The Biden administration is broadening the U.S. agricultural economy through climate-smart and bioproduct initiatives while Congress is seemingly stymied over the new farm bill, said Agriculture Secretary Tom Vilsack on Monday. He warned against raiding conservation funding to pay for higher reference prices for corn, soybeans, and other row crops, a leading goal of farm groups.
Speaking to National Farmers Union’s annual fall fly-in, Vilsack said “the farm bill is not the only tool available to do the work that needs to be done to support farming across the United States,” despite the intense focus on it. The USDA has dozens of programs, funded through annual appropriations, aimed at various aspects of farm production and marketing, and it has a $30 billion reserve, to bolster commodity production and farm income.
“You don’t have to do everything in one of those boxes,” he said, referring to the farm bill. Vilsack used $3.1 billion from the USDA reserve, known as the Commodity Credit Corp., to launch the climate-smart initiative to mitigate climate change and develop markets for commodities produced using practices that reduce greenhouse gas emissions and capture carbon.

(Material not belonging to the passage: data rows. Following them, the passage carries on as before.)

use crate::rigid_body::{RigidBody, Vec2};

use super::pair::{CollisionInfo, CollisionPair};
use super::registry::CollisionRegistry;

/// Scan every unordered body pair once and refresh the registry.
///
/// Overlapping pairs get a fresh entry (replacing any previous one), pairs
/// that stopped overlapping get their entry removed. Returns the number of
/// pairs tested for the perf counters.
///
/// Brute-force O(n²) enumeration; a broad-phase index could replace it behind
/// the same registry contract.
pub fn detect_collisions(bodies: &[RigidBody], registry: &mut CollisionRegistry) -> u32 {
    let mut pairs_tested: u32 = 0;

    for i in 0..bodies.len() {
        for k in (i + 1)..bodies.len() {
            pairs_tested = pairs_tested.saturating_add(1);

            // Evaluate in canonical pair order so the stored normal always
            // points first -> second regardless of enumeration order.
            let (a, b) = if bodies[i].id <= bodies[k].id {
                (&bodies[i], &bodies[k])
            } else {
                (&bodies[k], &bodies[i])
            };
            let pair = CollisionPair::new(a.id, b.id);

            match sat_test(a, b) {
                Some(info) => registry.upsert(pair, info),
                None => registry.remove(&pair),
            }
        }
    }

    pairs_tested
}

/// Separating Axis Theorem test on two AABBs.
///
/// `gap = |posB - posA| - (halfA + halfB)` per axis; overlap holds iff both
/// components are negative. On overlap the axis with the larger (less
/// negative) gap carries the contact: it has the shallower penetration. Exact
/// ties take the y-axis, the common resting-stack case.
fn sat_test(a: &RigidBody, b: &RigidBody) -> Option<CollisionInfo> {
    let distance = b.pos - a.pos;
    let half = a.aabb().half_size() + b.aabb().half_size();
    let gap = distance.abs() - half;

    if gap.x >= 0.0 || gap.y >= 0.0 {
        return None;
    }

    let info = if gap.x > gap.y {
        CollisionInfo {
            normal: Vec2::new(if distance.x > 0.0 { 1.0 } else { -1.0 }, 0.0),
            penetration: gap.x,
        }
    } else {
        CollisionInfo {
            normal: Vec2::new(0.0, if distance.y > 0.0 { 1.0 } else { -1.0 }),
            penetration: gap.y,
        }
    };

    Some(info)
}
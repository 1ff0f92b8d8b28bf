//! Impulse Engine - 2D rigid body physics in WASM
//!
//! One fixed tick = detect -> resolve -> integrate:
//! - SAT collision detection on AABBs feeds a persistent pair registry
//! - impulse-based velocity resolution with restitution + positional correction
//! - semi-implicit Euler integration of every registered body
//!
//! Architecture (SOLID):
//! - systems/      - Physics systems (rigid bodies, collision)
//! - simulation/   - Orchestration and the public World API

pub mod simulation;
pub mod systems;

pub mod world {
    pub use crate::simulation::*;
}

// Compatibility re-exports (keeps internal/external paths short)
pub use systems::collision;
pub use systems::rigid_body;

use wasm_bindgen::prelude::*;

#[cfg(feature = "wee_alloc")]
#[global_allocator]
static ALLOC: wee_alloc::WeeAlloc = wee_alloc::WeeAlloc::INIT;

// Better error messages in debug mode
#[cfg(feature = "console_error_panic_hook")]
pub fn set_panic_hook() {
    console_error_panic_hook::set_once();
}

/// Initialize the engine
#[wasm_bindgen]
pub fn init() {
    #[cfg(feature = "console_error_panic_hook")]
    set_panic_hook();

    web_sys::console::log_1(&"🦀 Impulse WASM Engine initialized!".into());
}

/// Get engine version
#[wasm_bindgen]
pub fn version() -> String {
    env!("CARGO_PKG_VERSION").to_string()
}

// Re-export main types
pub use simulation::{PerfStats, World, WorldConfig};
pub use systems::collision::{CollisionInfo, CollisionPair, CollisionRegistry};
pub use systems::rigid_body::{Aabb, RigidBody, Vec2};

“The [higher] reference prices help few farmers,” he said but the $20 billion earmarked for USDA land stewardship programs in the 2022 climate, healthcare, and tax law “helps all farmers. You’ve got to ask yourself, do you want a bill that is for the few or for the many and the most?”
An increase in reference prices, which determine when crop subsides are triggered and how large the payments are, would cost $2 billion a year, said Vilsack. Lawmakers would be obliged to find a decade’s worth of offsets — $20 billion — to pay for the change under congressional budget rules because no new money is available for the farm bill.
Vilsack offered one of the first public estimates of the cost of higher reference prices. The CBO projects commodity supports would cost an average $6.2 billion annually over the next 10 years if the 2018 farm law remained in place. Last week, the Environmental Working Group estimated 6,000 farmers, mostly large cotton, rice, and peanut growers in the South, would benefit from higher reference prices.
The House and Senate Agriculture committees would have to employ a multi-step process to bring the $20 billion in conservation funding under farm bill jurisdiction. Such a move would interrupt USDA efforts on climate-smart farming and bioproducts such as sustainable aviation fuel, said Vilsack. “You get to create more value-added streams, more revenue streams. It diversifies income.”